» **Requirement**:
Working from the top of the records below, reproduce each line exactly, ending once you have written the line containing "- Structural descriptors".

(Excerpts from a dataset)

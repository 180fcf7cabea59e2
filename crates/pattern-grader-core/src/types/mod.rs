//! # Core Type Definitions
//!
//! This module contains the vocabulary shared by the prober, the checklists
//! and the manifests that submissions publish:
//! - Structural descriptors (`TypeKind`, `Visibility`, `ParamKind`)
//! - Runtime values crossing the probe boundary (`Value`, `Instance`)
//! - Error types (`Raised`, `ProbeError`, `GradeError`)
//!
//! ## Identity
//!
//! An [`Instance`] is a shared handle. Two instances are the *same* object
//! when they point at the same allocation; equality of contents is never
//! consulted. The singleton checks depend on this.

use serde::{Deserialize, Serialize};
use std::any::Any;
use std::fmt;
use std::sync::Arc;
use thiserror::Error;

// =============================================================================
// STRUCTURAL DESCRIPTORS
// =============================================================================

/// What kind of type a manifest entry describes.
#[derive(Debug, Clone, Copy, PartialEq, Eq, PartialOrd, Ord, Hash, Serialize, Deserialize)]
#[serde(rename_all = "snake_case")]
pub enum TypeKind {
    /// A capability contract with no constructors and no member bodies.
    Interface,
    /// A partial implementation that cannot be instantiated directly.
    Abstract,
    /// An instantiable type.
    Concrete,
}

impl TypeKind {
    /// Whether this kind is a capability contract.
    #[must_use]
    pub const fn is_interface(self) -> bool {
        matches!(self, TypeKind::Interface)
    }

    /// Whether instances of this kind can be created.
    #[must_use]
    pub const fn is_instantiable(self) -> bool {
        matches!(self, TypeKind::Concrete)
    }
}

impl fmt::Display for TypeKind {
    fn fmt(&self, f: &mut fmt::Formatter<'_>) -> fmt::Result {
        match self {
            TypeKind::Interface => write!(f, "an interface"),
            TypeKind::Abstract => write!(f, "an abstract type"),
            TypeKind::Concrete => write!(f, "a concrete type"),
        }
    }
}

/// Declared visibility of a constructor or member.
#[derive(
    Debug, Clone, Copy, PartialEq, Eq, PartialOrd, Ord, Hash, Serialize, Deserialize, Default,
)]
#[serde(rename_all = "snake_case")]
pub enum Visibility {
    #[default]
    Public,
    Protected,
    Package,
    Private,
}

impl Visibility {
    /// Public visibility.
    #[must_use]
    pub const fn is_public(self) -> bool {
        matches!(self, Visibility::Public)
    }

    /// Whether code outside the submission may call through this entry.
    ///
    /// Only private entries are closed to the grader.
    #[must_use]
    pub const fn is_accessible(self) -> bool {
        !matches!(self, Visibility::Private)
    }
}

/// Declared kind of a constructor or member parameter.
#[derive(Debug, Clone, PartialEq, Eq, PartialOrd, Ord, Hash, Serialize, Deserialize)]
#[serde(rename_all = "snake_case")]
pub enum ParamKind {
    Text,
    Integer,
    Long,
    Real,
    Boolean,
    /// A reference to another type, by simple name.
    Object(String),
}

impl ParamKind {
    /// Synthesized argument used when a constructor must be called blind.
    ///
    /// Text becomes `"test"`, numbers become zero, booleans `false`, and
    /// object references are left absent.
    #[must_use]
    pub fn synthesized_default(&self) -> Value {
        match self {
            ParamKind::Text => Value::Text("test".to_string()),
            ParamKind::Integer => Value::Integer(0),
            ParamKind::Long => Value::Long(0),
            ParamKind::Real => Value::Real(0.0),
            ParamKind::Boolean => Value::Boolean(false),
            ParamKind::Object(_) => Value::Absent,
        }
    }

    /// Type name used in diagnostics.
    #[must_use]
    pub fn type_name(&self) -> &str {
        match self {
            ParamKind::Text => "String",
            ParamKind::Integer => "int",
            ParamKind::Long => "long",
            ParamKind::Real => "double",
            ParamKind::Boolean => "boolean",
            ParamKind::Object(name) => name,
        }
    }
}

// =============================================================================
// INSTANCE
// =============================================================================

/// A live object created by submission code.
///
/// The grader never looks inside; submission code recovers its own type
/// with [`Instance::downcast_ref`].
#[derive(Clone)]
pub struct Instance {
    type_name: Arc<str>,
    object: Arc<dyn Any + Send + Sync>,
}

impl Instance {
    /// Wrap a freshly created value.
    pub fn new<T: Any + Send + Sync>(type_name: impl Into<String>, value: T) -> Self {
        Self::from_shared(type_name, Arc::new(value))
    }

    /// Wrap an already shared value. Cloning the same `Arc` yields the same instance.
    pub fn from_shared<T: Any + Send + Sync>(type_name: impl Into<String>, shared: Arc<T>) -> Self {
        Self {
            type_name: Arc::from(type_name.into()),
            object: shared,
        }
    }

    /// Simple name of the concrete type that created this instance.
    #[must_use]
    pub fn type_name(&self) -> &str {
        &self.type_name
    }

    /// Borrow the underlying value as `T`.
    #[must_use]
    pub fn downcast_ref<T: Any>(&self) -> Option<&T> {
        self.object.downcast_ref::<T>()
    }

    /// Identity comparison: both handles point at the same object.
    #[must_use]
    pub fn same_instance(&self, other: &Instance) -> bool {
        Arc::ptr_eq(&self.object, &other.object)
    }

    /// Address-based identity key. Only meaningful while the instance is alive.
    #[must_use]
    pub fn identity(&self) -> usize {
        Arc::as_ptr(&self.object).cast::<()>().addr()
    }
}

impl fmt::Debug for Instance {
    fn fmt(&self, f: &mut fmt::Formatter<'_>) -> fmt::Result {
        write!(f, "{}@{:#x}", self.type_name, self.identity())
    }
}

// =============================================================================
// VALUE
// =============================================================================

/// A value passed to or returned from submission code.
#[derive(Debug, Clone, Default)]
pub enum Value {
    /// No value (a null reference).
    #[default]
    Absent,
    /// Completed without a result (`void`).
    Unit,
    Text(String),
    Integer(i32),
    Long(i64),
    Real(f64),
    Boolean(bool),
    Object(Instance),
}

impl Value {
    /// Whether the call produced something usable (neither null nor void).
    #[must_use]
    pub fn is_present(&self) -> bool {
        !matches!(self, Value::Absent | Value::Unit)
    }

    /// The instance carried by this value, if any.
    #[must_use]
    pub fn as_instance(&self) -> Option<&Instance> {
        match self {
            Value::Object(instance) => Some(instance),
            _ => None,
        }
    }

    /// Consume the value, keeping only an instance.
    #[must_use]
    pub fn into_instance(self) -> Option<Instance> {
        match self {
            Value::Object(instance) => Some(instance),
            _ => None,
        }
    }

    /// The text carried by this value, if any.
    #[must_use]
    pub fn as_text(&self) -> Option<&str> {
        match self {
            Value::Text(text) => Some(text),
            _ => None,
        }
    }
}

impl fmt::Display for Value {
    fn fmt(&self, f: &mut fmt::Formatter<'_>) -> fmt::Result {
        match self {
            Value::Absent => write!(f, "null"),
            Value::Unit => write!(f, "void"),
            Value::Text(text) => write!(f, "{text}"),
            Value::Integer(n) => write!(f, "{n}"),
            Value::Long(n) => write!(f, "{n}"),
            Value::Real(n) => write!(f, "{n}"),
            Value::Boolean(b) => write!(f, "{b}"),
            Value::Object(instance) => write!(f, "{instance:?}"),
        }
    }
}

// =============================================================================
// ERROR TYPES
// =============================================================================

/// An error raised by submission code (the submission's "exception").
#[derive(Debug, Clone, PartialEq, Eq, Error)]
#[error("{0}")]
pub struct Raised(pub String);

impl Raised {
    pub fn new(message: impl Into<String>) -> Self {
        Self(message.into())
    }
}

/// Failures of a single probe against the submission.
///
/// Every variant is data: checklist items turn each one into exactly one
/// failed entry and the run moves on.
#[derive(Debug, Clone, PartialEq, Eq, Error)]
pub enum ProbeError {
    /// The named type is not part of the namespace.
    #[error("{name} not found in namespace {namespace}")]
    TypeNotFound { namespace: String, name: String },

    /// The type exists but has the wrong kind.
    #[error("{name} should be {expected}, but found {found}")]
    KindMismatch {
        name: String,
        expected: TypeKind,
        found: TypeKind,
    },

    /// No member of the type satisfies the predicate.
    #[error("{type_name} has no member matching {description}")]
    MemberNotFound {
        type_name: String,
        description: String,
    },

    /// No accessible constructor or static fallback fits the request.
    #[error("no suitable constructor for {0}")]
    NoSuitableConstructor(String),

    /// A constructor was found but creating the instance failed.
    #[error("cannot construct {type_name}: {reason}")]
    ConstructionFailure { type_name: String, reason: String },

    /// The prober could not complete a call (missing body, wrong arity, no receiver).
    #[error("invocation of {member} failed: {reason}")]
    InvocationFailure { member: String, reason: String },

    /// Submission code raised an error or panicked while being called.
    #[error("{member} raised: {message}")]
    Raised { member: String, message: String },

    /// A bounded operation did not finish in time.
    #[error("{operation} timed out after {timeout_ms} ms")]
    Timeout { operation: String, timeout_ms: u64 },

    /// Anything the taxonomy above does not cover.
    #[error("unexpected failure: {0}")]
    Unexpected(String),
}

impl ProbeError {
    /// Whether this failure originated inside submission code.
    #[must_use]
    pub fn is_raised(&self) -> bool {
        matches!(self, ProbeError::Raised { .. })
    }
}

/// Errors that stop a grading run before or outside the stage chain.
#[derive(Debug, Clone, PartialEq, Eq, Error)]
pub enum GradeError {
    /// The namespace identifier is blank.
    #[error("Invalid namespace identifier: {0:?}")]
    InvalidNamespace(String),

    /// No artifact is registered under the identifier.
    #[error("Namespace not found: {0}")]
    NamespaceNotFound(String),

    /// The grading configuration is unusable.
    #[error("Configuration error: {0}")]
    Config(String),

    /// An I/O error occurred.
    #[error("I/O error: {0}")]
    Io(String),
}

// =============================================================================
// TESTS
// =============================================================================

» **Your response**:
repository 180fcf7cabea59e2
filename crates/pattern-grader-core/src/types/mod.rs
//! # Core Type Definitions
//!
//! This module contains the vocabulary shared by the prober, the checklists
//! and the manifests that submissions publish:
//! - Structural descriptors (`TypeKind`, `Visibility`, `ParamKind`)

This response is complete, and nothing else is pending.